I would suggest you stay away from no-name SD cards. If you do a little bit of searching, you'll find some shocking horror stories of clone SD cards that look as if somebody took the quality control rejects and stamped their own name on them. A bit more digging, you'll discover the cards barely cost more than the bulk price of the flash chip (and this is not counting the SD card, the controller chip, the packaging...) so it appears to be a highly cutthroat industry.
A useful editor is
http://www.dvdvideosoft.com/products/dvd/Free-Video-Dub.htm [but watch the can-we-install-rubbish-for-you when you exit - click the red close icon NOT the continue button!]. It messes up the video timeline (though most of the time you are unlikely to notice) but it is very quick because it simply rebuilds the file chucking away unwanted stuff, there's no re-encoding.

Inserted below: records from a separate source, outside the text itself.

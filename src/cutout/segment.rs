use image::Rgb;
use tracing::debug;

use crate::{
    cutout::{
        alpha_mask::ModifyAlpha,
        color::{color_distance, rgb_of},
    },
    options::ProcessingProfile,
    AlphaMask, RasterImage,
};

/// Clears every pixel whose colour lies within `threshold` of `background`.
///
/// Pixels outside the threshold keep their current alpha. Returns the number
/// of pixels made transparent.
pub fn segment_by_background(
    original: &RasterImage,
    mask: &mut AlphaMask,
    background: Rgb<u8>,
    threshold: f32,
) -> usize {
    let mut cleared = 0;
    for (pixel, alpha) in original.pixels().zip(mask.pixels_mut()) {
        if alpha[0] != 0 && color_distance(rgb_of(*pixel), background) <= threshold {
            alpha[0] = 0;
            cleared += 1;
        }
    }
    cleared
}

/// Builds the coarse mask for `profile` from the original alpha channel.
///
/// This is the coarse step when no external segmentation is supplied.
pub fn initial_segmentation(
    original: &RasterImage,
    background: Rgb<u8>,
    profile: ProcessingProfile,
) -> AlphaMask {
    let mut mask = original.extract_alpha();
    let threshold = profile.segmentation_threshold();
    let cleared = segment_by_background(original, &mut mask, background, threshold);
    debug!(%profile, threshold, cleared, "initial colour-distance segmentation");
    mask
}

The red LED will turn green once the file has been finalised. The two times my OSD failed (writing BIG files to SD), the red light remained on. You can fairly safely say the LED going green means you have a useful file. However if it gets stuck, it is almost always beforehand.
The output will turn black regardless of pass-through because at that point the OSD is generating its own output and the video system has switched off to allow the recording to complete. This is normal(ish) behaviour for ending recording (the screen briefly goes black). Of course, it isn't normal when you didn't ask it to do that!
The pass-through only works when the OSD isn't generating its own video, so you will see OSD-generated video most of the time if you have menus active, or are actually recording.
If you can, I'd suggest you try an S-video connection. It makes the quality a bit better (less patterning on colours). Mind out, however, that you disconnect the composite video lead when using S-video.
Best wishes,
Rick.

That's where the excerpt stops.